The problem: Write the entries out again. Each one must match exactly.

═══

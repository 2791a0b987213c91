//! Version-file rewrites as pure text transforms
//!
//! Each function takes file content in and returns `(new_content,
//! changed)` out; the orchestrator owns the reads and writes. The
//! substitutions are anchored to the specific keys they rewrite so the
//! rest of each file is carried over untouched.

use crate::version::{DotVersion, IosVersion};
use regex::Regex;
use std::sync::LazyLock;

/// A line holding nothing but a two- or three-component version number
static MILESTONE_LINE: LazyLock<Regex> =
  LazyLock::new(|| Regex::new(r"^\d+\.\d+(\.\d+)?$").unwrap());

static BITRISE_RELEASE_VERSION: LazyLock<Regex> =
  LazyLock::new(|| Regex::new(r"(BITRISE_RELEASE_VERSION: )'(\d+\.\d+)'").unwrap());

static BITRISE_BETA_VERSION: LazyLock<Regex> =
  LazyLock::new(|| Regex::new(r"(BITRISE_BETA_VERSION: )'(\d+\.\d+)'").unwrap());

static BITRISE_PUSH_BRANCH: LazyLock<Regex> =
  LazyLock::new(|| Regex::new(r"(push_branch:\s+release/v)(\d+)").unwrap());

static PLIST_SHORT_VERSION: LazyLock<Regex> = LazyLock::new(|| {
  Regex::new(r"(<key>CFBundleShortVersionString</key>\s*<string>)[^<]*(</string>)").unwrap()
});

/// Rewrite the first version-shaped line of milestone.txt.
///
/// The milestone file mixes comments and the version; only the first
/// line that is exactly a version number is replaced.
pub fn replace_milestone_line(content: &str, version: &DotVersion) -> (String, bool) {
  let replacement = version.to_string();
  let mut lines: Vec<String> = content.lines().map(str::to_string).collect();
  let Some(idx) = lines.iter().position(|line| MILESTONE_LINE.is_match(line)) else {
    return (content.to_string(), false);
  };
  let changed = lines[idx] != replacement;
  lines[idx] = replacement;
  let mut out = lines.join("\n");
  out.push('\n');
  (out, changed)
}

/// Stamp CFBundleShortVersionString in an Info.plist, first occurrence only
pub fn stamp_plist_version(content: &str, version: &IosVersion) -> (String, bool) {
  let replacement = format!("${{1}}{}${{2}}", version);
  let rewritten = PLIST_SHORT_VERSION.replacen(content, 1, replacement.as_str());
  let changed = rewritten != content;
  (rewritten.into_owned(), changed)
}

/// Stamp the release/beta version keys and the push_branch major in
/// bitrise.yml. Every occurrence of each key is rewritten.
pub fn stamp_bitrise(content: &str, version: &IosVersion) -> (String, bool) {
  let versioned = format!("${{1}}'{}'", version);
  let branched = format!("${{1}}{}", version.major);

  let out = BITRISE_RELEASE_VERSION.replace_all(content, versioned.as_str());
  let out = BITRISE_BETA_VERSION.replace_all(&out, versioned.as_str());
  let out = BITRISE_PUSH_BRANCH.replace_all(&out, branched.as_str());

  let changed = out != content;
  (out.into_owned(), changed)
}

═══

Answer box:
repository 2791a0b987213c91
//! Version-file rewrites as pure text transforms
//!
//! Each function takes file content in and returns `(new_content,
//! changed)` out; the orchestrator owns the reads and writes. The
//! substitutions are anchored to the specific keys they rewrite so the
//! rest of each file is carried over untouched.

use crate::version::{DotVersion, IosVersion};
use regex::Regex;
use std::sync::LazyLock;

/// A line holding nothing but a two- or three-component version number
static MILESTONE_LINE: LazyLock<Regex> =
  LazyLock::new(|| Regex::new(r"^\d+\.\d+(\.\d+)?$").unwrap());

static BITRISE_RELEASE_VERSION: LazyLock<Regex> =
  LazyLock::new(|| Regex::new(r"(BITRISE_RELEASE_VERSION: )'(\d+\.\d+)'").unwrap());

static BITRISE_BETA_VERSION: LazyLock<Regex> =
  LazyLock::new(|| Regex::new(r"(BITRISE_BETA_VERSION: )'(\d+\.\d+)'").unwrap());

static BITRISE_PUSH_BRANCH: LazyLock<Regex> =
  LazyLock::new(|| Regex::new(r"(push_branch:\s+release/v)(\d+)").unwrap());

static PLIST_SHORT_VERSION: LazyLock<Regex> = LazyLock::new(|| {
  Regex::new(r"(<key>CFBundleShortVersionString</key>\s*<string>)[^<]*(</string>)").unwrap()
});

/// Rewrite the first version-shaped line of milestone.txt.
///
/// The milestone file mixes comments and the version; only the first
/// line that is exactly a version number is replaced.
pub fn replace_milestone_line(content: &str, version: &DotVersion) -> (String, bool) {
  let replacement = version.to_string();
  let mut lines: Vec<String> = content.lines().map(str::to_string).collect();
  let Some(idx) = lines.iter().position(|line| MILESTONE_LINE.is_match(line)) else {
    return (content.to_string(), false);
  };
  let changed = lines[idx] != replacement;
  lines[idx] = replacement;
  let mut out = lines.join("\n");
  out.push('\n');
  (out, changed)
}

/// Stamp CFBundleShortVersionString in an Info.plist, first occurrence only
pub fn stamp_plist_version(content: &str, version: &IosVersion) -> (String, bool) {
  let replacement = format!("${{1}}{}${{2}}", version);
  let rewritten = PLIST_SHORT_VERSION.replacen(content, 1, replacement.as_str());
  let changed = rewritten != content;
  (rewritten.into_owned(), changed)
}

/// Stamp the release/beta version keys and the push_branch major in
/// bitrise.yml. Every occurrence of each key is rewritten.
pub fn stamp_bitrise(content: &str, version: &IosVersion) -> (String, bool) {
  let versioned = format!("${{1}}'{}'", version);
  let branched = format!("${{1}}{}", version.major);

  let out = BITRISE_RELEASE_VERSION.replace_all(content, versioned.as_str());
  let out = BITRISE_BETA_VERSION.replace_all(&out, versioned.as_str());
  let out = BITRISE_PUSH_BRANCH.replace_all(&out, branched.as_str());

  let changed = out != content;
  (out.into_owned(), changed)
}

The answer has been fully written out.